Distracted driving is absolutely avoidable but it continues to be a serious problem among drivers. Too many lives are lost every year due to distracted driving. We believe that through continued education and enforcement, the number of deaths and injuries can be reduced
The National Highway Traffic Safety Administration reports that 71 percent of young people admit to sending a text while driving. Furthermore, 10 percent of all drivers’ ages 15 to 19 involved in fatal collisions were reported as distracted at the time of the collisions. The NHTSA reports that 3,477 people were killed and an estimated 391,000 injured in motor vehicle collisions involving distracted drivers. That is a noticeable increase as compared to the previous year.
Unfortunately, we still have a long way to go to change attitudes and behaviors about distracted driving. Just as it took a change in the driving culture through education and enforcement to reach a 93 percent seat belt compliance rate in Rome, it will also take a multifaceted approach to reduce distracted driving.

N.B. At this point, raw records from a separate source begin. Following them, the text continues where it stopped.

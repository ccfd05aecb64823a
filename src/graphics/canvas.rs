//! Logical drawing surface.
//!
//! A [`Canvas`] owns a [`PixelSink`] and all the state that drawing calls
//! depend on: current size and rotation, the active font, text colours and
//! cursor, arc-angle tunables, the bitmap addressing mode, the sticky error
//! from the streaming write path, and the optional screen buffer.
//!
//! # Direct vs buffered
//!
//! By default every pixel goes straight to the sink. After
//! [`Canvas::set_buffer`] and [`Canvas::set_advanced_screen_buffer`] drawing
//! lands in an owned buffer instead, and [`Canvas::write_buffer`] ships the
//! whole buffer to the sink as one window.
//!
//! # Clipping
//!
//! The canvas never hands the sink a coordinate outside the current
//! width/height. Pixel and span helpers clip silently; individual drawing
//! routines decide whether an off-screen request is an error.

use std::sync::Arc;

use parking_lot::Mutex;

use crate::graphics::color::PixelColor;
use crate::graphics::error::{scratch, DrawError, DrawResult};
use crate::graphics::font::Font;
use crate::graphics::sink::PixelSink;

/// Display orientation.
#[derive(Debug, Clone, Copy, PartialEq, Eq, Hash, Default)]
pub enum Rotation {
    #[default]
    Deg0,
    Deg90,
    Deg180,
    Deg270,
}

impl Rotation {
    pub const fn degrees(self) -> u16 {
        match self {
            Rotation::Deg0 => 0,
            Rotation::Deg90 => 90,
            Rotation::Deg180 => 180,
            Rotation::Deg270 => 270,
        }
    }

    pub const fn from_degrees(degrees: u16) -> Option<Self> {
        match degrees {
            0 => Some(Rotation::Deg0),
            90 => Some(Rotation::Deg90),
            180 => Some(Rotation::Deg180),
            270 => Some(Rotation::Deg270),
            _ => None,
        }
    }

    /// True when width and height are swapped relative to the panel.
    pub const fn is_quarter_turn(self) -> bool {
        matches!(self, Rotation::Deg90 | Rotation::Deg270)
    }
}

/// Byte packing of 1-bit bitmaps.
#[derive(Debug, Clone, Copy, PartialEq, Eq, Hash, Default)]
pub enum BitmapAddressing {
    /// Each byte is a column of 8 pixels, least significant bit on top.
    #[default]
    Vertical,
    /// Each byte is a run of 8 pixels along a row, most significant bit first.
    Horizontal,
}

pub const DEFAULT_ARC_ANGLE_MAX: f32 = 360.0;
pub const DEFAULT_ARC_ANGLE_OFFSET: f32 = 0.0;

/// Canvas behind a mutex, for callers that share one display session
/// between threads.
pub type SharedCanvas<S, C> = Arc<Mutex<Canvas<S, C>>>;

/// Drawing surface bound to a pixel sink.
pub struct Canvas<S, C: PixelColor> {
    sink: S,
    base_width: i32,
    base_height: i32,
    width: i32,
    height: i32,
    rotation: Rotation,

    pub(crate) font: Font,
    pub(crate) text_fg: C,
    pub(crate) text_bg: Option<C>,
    pub(crate) cursor_x: i32,
    pub(crate) cursor_y: i32,
    pub(crate) text_wrap: bool,
    pub(crate) write_error: Option<DrawError>,

    arc_angle_max: f32,
    arc_angle_offset: f32,
    bitmap_addressing: BitmapAddressing,

    buffer: Option<Vec<C>>,
    buffer_active: bool,
}

impl<S, C> Canvas<S, C>
where
    S: PixelSink<C>,
    C: PixelColor,
{
    /// Create a canvas over `sink` with the panel's native size.
    pub fn new(sink: S, width: i32, height: i32) -> Self {
        let width = width.max(0);
        let height = height.max(0);
        Self {
            sink,
            base_width: width,
            base_height: height,
            width,
            height,
            rotation: Rotation::Deg0,
            font: Font::default(),
            text_fg: C::FOREGROUND,
            text_bg: Some(C::BACKGROUND),
            cursor_x: 0,
            cursor_y: 0,
            text_wrap: true,
            write_error: None,
            arc_angle_max: DEFAULT_ARC_ANGLE_MAX,
            arc_angle_offset: DEFAULT_ARC_ANGLE_OFFSET,
            bitmap_addressing: BitmapAddressing::default(),
            buffer: None,
            buffer_active: false,
        }
    }

    pub fn sink(&self) -> &S {
        &self.sink
    }

    pub fn sink_mut(&mut self) -> &mut S {
        &mut self.sink
    }

    pub fn into_sink(self) -> S {
        self.sink
    }

    pub fn into_shared(self) -> SharedCanvas<S, C> {
        Arc::new(Mutex::new(self))
    }

    /// Current width, reflecting rotation.
    pub fn width(&self) -> i32 {
        self.width
    }

    /// Current height, reflecting rotation.
    pub fn height(&self) -> i32 {
        self.height
    }

    pub fn rotation(&self) -> Rotation {
        self.rotation
    }

    /// Change orientation. A screen buffer whose row stride no longer
    /// matches the new width is cleared to the background colour.
    pub fn set_rotation(&mut self, rotation: Rotation) {
        let previous_width = self.width;
        self.rotation = rotation;
        if rotation.is_quarter_turn() {
            self.width = self.base_height;
            self.height = self.base_width;
        } else {
            self.width = self.base_width;
            self.height = self.base_height;
        }
        self.sink.set_rotation(rotation);
        if previous_width != self.width {
            if let Some(buffer) = self.buffer.as_mut() {
                buffer.iter_mut().for_each(|p| *p = C::BACKGROUND);
                log::debug!("Screen buffer cleared for the new row stride");
            }
        }
        log::debug!(
            "Rotation set to {} degrees ({}x{})",
            rotation.degrees(),
            self.width,
            self.height
        );
    }

    /// Whether `(x, y)` lies on the canvas.
    pub fn contains(&self, x: i32, y: i32) -> bool {
        x >= 0 && y >= 0 && x < self.width && y < self.height
    }

    /// Whether the box reaching `rx` and `ry` either side of `(cx, cy)` is
    /// representable in `i32` and overlaps the canvas.
    pub(crate) fn reaches(&self, cx: i32, cy: i32, rx: i32, ry: i32) -> bool {
        let axis = |c: i32, r: i32, size: i32| match (c.checked_sub(r), c.checked_add(r)) {
            (Some(lo), Some(hi)) => hi >= 0 && lo < size,
            _ => false,
        };
        rx >= 0 && ry >= 0 && axis(cx, rx, self.width) && axis(cy, ry, self.height)
    }

    pub fn arc_angle_max(&self) -> f32 {
        self.arc_angle_max
    }

    /// Set the value that represents a full turn for arc angles.
    pub fn set_arc_angle_max(&mut self, max: f32) {
        self.arc_angle_max = max;
    }

    pub fn arc_angle_offset(&self) -> f32 {
        self.arc_angle_offset
    }

    /// Rotate the zero direction of subsequent arcs by `offset` degrees.
    pub fn set_arc_angle_offset(&mut self, offset: f32) {
        self.arc_angle_offset = offset;
    }

    pub fn bitmap_addressing(&self) -> BitmapAddressing {
        self.bitmap_addressing
    }

    pub fn set_bitmap_addressing(&mut self, mode: BitmapAddressing) {
        self.bitmap_addressing = mode;
    }

    /// Most recent failure from the streaming write path.
    pub fn write_error(&self) -> Option<DrawError> {
        self.write_error
    }

    pub fn clear_write_error(&mut self) {
        self.write_error = None;
    }

    /// Set one pixel. Off-canvas coordinates are ignored.
    pub fn draw_pixel(&mut self, x: i32, y: i32, color: C) {
        if !self.contains(x, y) {
            return;
        }
        if self.buffer_active {
            self.buffer_put(x, y, color);
        } else {
            self.sink.set_pixel(x, y, color);
        }
    }

    /// Paint the whole canvas.
    pub fn fill_screen(&mut self, color: C) {
        for y in 0..self.height {
            self.hspan(0, y, self.width, color);
        }
    }

    /// Horizontal span clipped to the canvas on both ends.
    pub(crate) fn hspan(&mut self, x: i32, y: i32, w: i32, color: C) {
        if w <= 0 || y < 0 || y >= self.height {
            return;
        }
        let x0 = x.max(0);
        let x1 = x.saturating_add(w).min(self.width);
        if x1 <= x0 {
            return;
        }
        if self.buffer_active {
            for px in x0..x1 {
                self.buffer_put(px, y, color);
            }
        } else {
            self.sink.draw_hline(x0, y, x1 - x0, color);
        }
    }

    /// Vertical span clipped to the canvas on both ends.
    pub(crate) fn vspan(&mut self, x: i32, y: i32, h: i32, color: C) {
        if h <= 0 || x < 0 || x >= self.width {
            return;
        }
        let y0 = y.max(0);
        let y1 = y.saturating_add(h).min(self.height);
        if y1 <= y0 {
            return;
        }
        if self.buffer_active {
            for py in y0..y1 {
                self.buffer_put(x, py, color);
            }
        } else {
            self.sink.draw_vline(x, y0, y1 - y0, color);
        }
    }

    /// Clipped rectangle fill used by composite shapes.
    pub(crate) fn fill_area(&mut self, x: i32, y: i32, w: i32, h: i32, color: C) {
        if w <= 0 || h <= 0 {
            return;
        }
        let y0 = y.max(0);
        let y1 = y.saturating_add(h).min(self.height);
        for row in y0..y1 {
            self.hspan(x, row, w, color);
        }
    }

    /// Write a `w` x `h` block that lies entirely on the canvas.
    pub(crate) fn put_window(&mut self, x: i32, y: i32, w: i32, h: i32, pixels: &[C]) {
        debug_assert!(self.contains(x, y) && self.contains(x + w - 1, y + h - 1));
        if self.buffer_active {
            for (i, &color) in pixels.iter().take((w * h) as usize).enumerate() {
                let i = i as i32;
                self.buffer_put(x + i % w, y + i / w, color);
            }
        } else {
            self.sink.write_window(x, y, w, h, pixels);
        }
    }

    fn buffer_put(&mut self, x: i32, y: i32, color: C) {
        let index = y as usize * self.width as usize + x as usize;
        if let Some(buffer) = self.buffer.as_mut() {
            if let Some(slot) = buffer.get_mut(index) {
                *slot = color.resolve(*slot);
            }
        }
    }

    /// Allocate the screen buffer, cleared to the background colour.
    pub fn set_buffer(&mut self) -> DrawResult {
        let len = (self.width as usize)
            .checked_mul(self.height as usize)
            .ok_or(DrawError::MemoryAllocation)?;
        let mut buffer = scratch(len)?;
        buffer.resize(len, C::BACKGROUND);
        self.buffer = Some(buffer);
        log::debug!("Screen buffer allocated ({} pixels)", len);
        Ok(())
    }

    pub fn has_buffer(&self) -> bool {
        self.buffer.is_some()
    }

    pub fn is_buffer_active(&self) -> bool {
        self.buffer_active
    }

    /// Route drawing into the screen buffer (`true`) or straight to the sink.
    pub fn set_advanced_screen_buffer(&mut self, on: bool) -> DrawResult {
        if on && self.buffer.is_none() {
            log::warn!("Advanced screen buffer requested without an allocated buffer");
            return Err(DrawError::BufferNotAllocated);
        }
        self.buffer_active = on;
        Ok(())
    }

    pub fn clear_buffer(&mut self, color: C) -> DrawResult {
        let buffer = self.buffer.as_mut().ok_or_else(|| {
            log::warn!("clear_buffer called without an allocated buffer");
            DrawError::BufferNotAllocated
        })?;
        buffer.iter_mut().for_each(|p| *p = color);
        log::debug!("Screen buffer cleared");
        Ok(())
    }

    /// Send the screen buffer to the sink as one window.
    pub fn write_buffer(&mut self) -> DrawResult {
        let buffer = self.buffer.as_ref().ok_or_else(|| {
            log::warn!("write_buffer called without an allocated buffer");
            DrawError::BufferNotAllocated
        })?;
        self.sink
            .write_window(0, 0, self.width, self.height, buffer.as_slice());
        log::debug!("Screen buffer written ({}x{})", self.width, self.height);
        Ok(())
    }

    /// Release the screen buffer and return to direct drawing.
    pub fn destroy_buffer(&mut self) {
        self.buffer = None;
        self.buffer_active = false;
        log::debug!("Screen buffer destroyed");
    }

    /// Pixel currently held by the screen buffer.
    pub fn buffer_pixel(&self, x: i32, y: i32) -> Option<C> {
        if !self.contains(x, y) {
            return None;
        }
        self.buffer
            .as_ref()
            .and_then(|b| b.get(y as usize * self.width as usize + x as usize).copied())
    }
}
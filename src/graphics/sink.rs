//! Pixel sink capability.
//!
//! The drawing core never talks to hardware directly. Everything it renders
//! ends up as calls on a [`PixelSink`]: one pixel at a time, or, when the
//! backend can do better, as horizontal/vertical spans and rectangular
//! windows. Colour TFT controllers expose an address window plus a raw byte
//! stream; [`BlockAdapter`] turns such a [`BlockTransport`] into a sink.
//! Existing `embedded-graphics` display drivers plug in through
//! [`DrawTargetSink`].
//!
//! Coordinates handed to a sink are always inside the logical canvas; the
//! canvas clips before dispatching.

use embedded_graphics_core::draw_target::DrawTarget;
use embedded_graphics_core::geometry::{Dimensions, Point, Size};
use embedded_graphics_core::primitives::Rectangle;
use embedded_graphics_core::Pixel;

use crate::graphics::canvas::Rotation;
use crate::graphics::color::{PixelColor, Rgb565, Rgb565Ext};
use crate::graphics::framebuffer::to_physical;

/// Destination for rasterised pixels.
pub trait PixelSink<C: PixelColor> {
    /// Set pixel `(x, y)` to `color`.
    fn set_pixel(&mut self, x: i32, y: i32, color: C);

    /// Horizontal run of `w` pixels starting at `(x, y)`.
    fn draw_hline(&mut self, x: i32, y: i32, w: i32, color: C) {
        for i in 0..w {
            self.set_pixel(x + i, y, color);
        }
    }

    /// Vertical run of `h` pixels starting at `(x, y)`.
    fn draw_vline(&mut self, x: i32, y: i32, h: i32, color: C) {
        for j in 0..h {
            self.set_pixel(x, y + j, color);
        }
    }

    /// Row-major `w` x `h` block of pixels with its top-left corner at `(x, y)`.
    fn write_window(&mut self, x: i32, y: i32, w: i32, h: i32, pixels: &[C]) {
        if w <= 0 || h <= 0 {
            return;
        }
        let count = (w as usize).saturating_mul(h as usize);
        for (i, &color) in pixels.iter().take(count).enumerate() {
            let i = i as i32;
            self.set_pixel(x + i % w, y + i / w, color);
        }
    }

    /// Notification that the logical orientation changed.
    fn set_rotation(&mut self, rotation: Rotation) {
        let _ = rotation;
    }
}

impl<C: PixelColor, S: PixelSink<C> + ?Sized> PixelSink<C> for &mut S {
    fn set_pixel(&mut self, x: i32, y: i32, color: C) {
        (**self).set_pixel(x, y, color)
    }

    fn draw_hline(&mut self, x: i32, y: i32, w: i32, color: C) {
        (**self).draw_hline(x, y, w, color)
    }

    fn draw_vline(&mut self, x: i32, y: i32, h: i32, color: C) {
        (**self).draw_vline(x, y, h, color)
    }

    fn write_window(&mut self, x: i32, y: i32, w: i32, h: i32, pixels: &[C]) {
        (**self).write_window(x, y, w, h, pixels)
    }

    fn set_rotation(&mut self, rotation: Rotation) {
        (**self).set_rotation(rotation)
    }
}

/// Byte-stream interface of a colour panel controller.
pub trait BlockTransport {
    /// Select the inclusive rectangle `(x0, y0)..=(x1, y1)` as the target of
    /// the next [`write_block`](Self::write_block).
    fn set_address_window(&mut self, x0: u16, y0: u16, x1: u16, y1: u16);

    /// Stream pre-formatted pixel bytes into the current window.
    fn write_block(&mut self, bytes: &[u8]);

    /// Program the controller's scan direction for `rotation`.
    fn set_rotation(&mut self, rotation: Rotation) {
        let _ = rotation;
    }
}

/// Adapts a [`BlockTransport`] to the [`PixelSink`] contract.
///
/// Every span or window becomes one address-window selection followed by a
/// single byte-stream write of big-endian RGB565 values.
#[derive(Debug)]
pub struct BlockAdapter<T> {
    transport: T,
    bytes: Vec<u8>,
}

impl<T: BlockTransport> BlockAdapter<T> {
    pub fn new(transport: T) -> Self {
        Self {
            transport,
            bytes: Vec::new(),
        }
    }

    pub fn transport(&self) -> &T {
        &self.transport
    }

    pub fn transport_mut(&mut self) -> &mut T {
        &mut self.transport
    }

    pub fn into_inner(self) -> T {
        self.transport
    }

    fn send<I>(&mut self, x: i32, y: i32, w: i32, h: i32, colors: I)
    where
        I: IntoIterator<Item = Rgb565>,
    {
        if x < 0 || y < 0 || w <= 0 || h <= 0 {
            return;
        }
        let (Ok(x0), Ok(y0), Ok(x1), Ok(y1)) = (
            u16::try_from(x),
            u16::try_from(y),
            u16::try_from(x.saturating_add(w - 1)),
            u16::try_from(y.saturating_add(h - 1)),
        ) else {
            return;
        };

        self.bytes.clear();
        for color in colors {
            self.bytes.extend_from_slice(&color.to_be_bytes());
        }
        self.transport.set_address_window(x0, y0, x1, y1);
        self.transport.write_block(&self.bytes);
    }
}

impl<T: BlockTransport> PixelSink<Rgb565> for BlockAdapter<T> {
    fn set_pixel(&mut self, x: i32, y: i32, color: Rgb565) {
        self.send(x, y, 1, 1, std::iter::once(color));
    }

    fn draw_hline(&mut self, x: i32, y: i32, w: i32, color: Rgb565) {
        self.send(x, y, w, 1, std::iter::repeat(color).take(w.max(0) as usize));
    }

    fn draw_vline(&mut self, x: i32, y: i32, h: i32, color: Rgb565) {
        self.send(x, y, 1, h, std::iter::repeat(color).take(h.max(0) as usize));
    }

    fn write_window(&mut self, x: i32, y: i32, w: i32, h: i32, pixels: &[Rgb565]) {
        let count = (w.max(0) as usize).saturating_mul(h.max(0) as usize);
        self.send(x, y, w, h, pixels.iter().copied().take(count));
    }

    fn set_rotation(&mut self, rotation: Rotation) {
        self.transport.set_rotation(rotation);
    }
}

/// Adapts an `embedded-graphics` [`DrawTarget`] to the [`PixelSink`] contract.
///
/// Logical coordinates are mapped through the current rotation onto the
/// target's bounding box, so the target itself always sees its native
/// orientation. Spans become one `fill_solid` call each.
///
/// A colour with no native equivalent ([`BiColor::Invert`]) cannot be
/// written without reading the panel back and is dropped. Draw through the
/// canvas screen buffer to have it resolved first.
///
/// [`BiColor::Invert`]: crate::graphics::BiColor::Invert
#[derive(Debug)]
pub struct DrawTargetSink<D> {
    target: D,
    rotation: Rotation,
    failed_writes: usize,
}

impl<D: DrawTarget> DrawTargetSink<D> {
    pub fn new(target: D) -> Self {
        Self {
            target,
            rotation: Rotation::Deg0,
            failed_writes: 0,
        }
    }

    pub fn target(&self) -> &D {
        &self.target
    }

    pub fn target_mut(&mut self) -> &mut D {
        &mut self.target
    }

    pub fn into_inner(self) -> D {
        self.target
    }

    /// Number of writes the target rejected.
    pub fn failed_writes(&self) -> usize {
        self.failed_writes
    }

    fn to_target(&self, x: i32, y: i32) -> Option<Point> {
        let area = self.target.bounding_box();
        let width = i32::try_from(area.size.width).ok()?;
        let height = i32::try_from(area.size.height).ok()?;
        to_physical(self.rotation, width, height, x, y)
            .map(|(px, py)| area.top_left + Point::new(px as i32, py as i32))
    }

    fn record<E>(&mut self, result: Result<(), E>) {
        if result.is_err() {
            self.failed_writes += 1;
            log::warn!("Draw target rejected a write ({} so far)", self.failed_writes);
        }
    }

    /// Solid `w` x `h` block. Rotation keeps rectangles axis-aligned, so
    /// the two mapped corners bound the physical area.
    fn fill_block(&mut self, x: i32, y: i32, w: i32, h: i32, color: D::Color) {
        if w <= 0 || h <= 0 {
            return;
        }
        let (Some(a), Some(b)) = (
            self.to_target(x, y),
            self.to_target(x.saturating_add(w - 1), y.saturating_add(h - 1)),
        ) else {
            return;
        };
        let top_left = Point::new(a.x.min(b.x), a.y.min(b.y));
        let size = Size::new(a.x.abs_diff(b.x) + 1, a.y.abs_diff(b.y) + 1);
        let result = self.target.fill_solid(&Rectangle::new(top_left, size), color);
        self.record(result);
    }
}

impl<C, D> PixelSink<C> for DrawTargetSink<D>
where
    C: PixelColor,
    D: DrawTarget<Color = C::Native>,
{
    fn set_pixel(&mut self, x: i32, y: i32, color: C) {
        let (Some(point), Some(native)) = (self.to_target(x, y), color.to_native()) else {
            return;
        };
        let result = self.target.draw_iter(std::iter::once(Pixel(point, native)));
        self.record(result);
    }

    fn draw_hline(&mut self, x: i32, y: i32, w: i32, color: C) {
        if let Some(native) = color.to_native() {
            self.fill_block(x, y, w, 1, native);
        }
    }

    fn draw_vline(&mut self, x: i32, y: i32, h: i32, color: C) {
        if let Some(native) = color.to_native() {
            self.fill_block(x, y, 1, h, native);
        }
    }

    fn write_window(&mut self, x: i32, y: i32, w: i32, h: i32, pixels: &[C]) {
        if w <= 0 || h <= 0 {
            return;
        }
        let count = (w as usize).saturating_mul(h as usize);
        let batch: Vec<_> = pixels
            .iter()
            .take(count)
            .enumerate()
            .filter_map(|(i, color)| {
                let i = i as i32;
                let point = self.to_target(x + i % w, y + i / w)?;
                Some(Pixel(point, color.to_native()?))
            })
            .collect();
        let result = self.target.draw_iter(batch);
        self.record(result);
    }

    fn set_rotation(&mut self, rotation: Rotation) {
        self.rotation = rotation;
    }
}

According to a study conducted by NHTSA and Virginia Tech Transportation Institute, distracted driving is “anything that diverts the driver’s attention away from the primary tasks of navigating a vehicle and responding to critical events.” A distraction can be: visual – something that takes your eyes off the road; cognitive – something that takes your mind off of the road; or manual – something that takes your hands off the steering wheel.
The Rome Police Department will join other law enforcement agencies throughout the state to conduct education and zero tolerance enforcement efforts to discourage distracted driving. Officers will enforce cell phone and texting laws as well as other Vehicle Code violations. Help us make the road safer by putting your phone down and keeping your eyes on the road.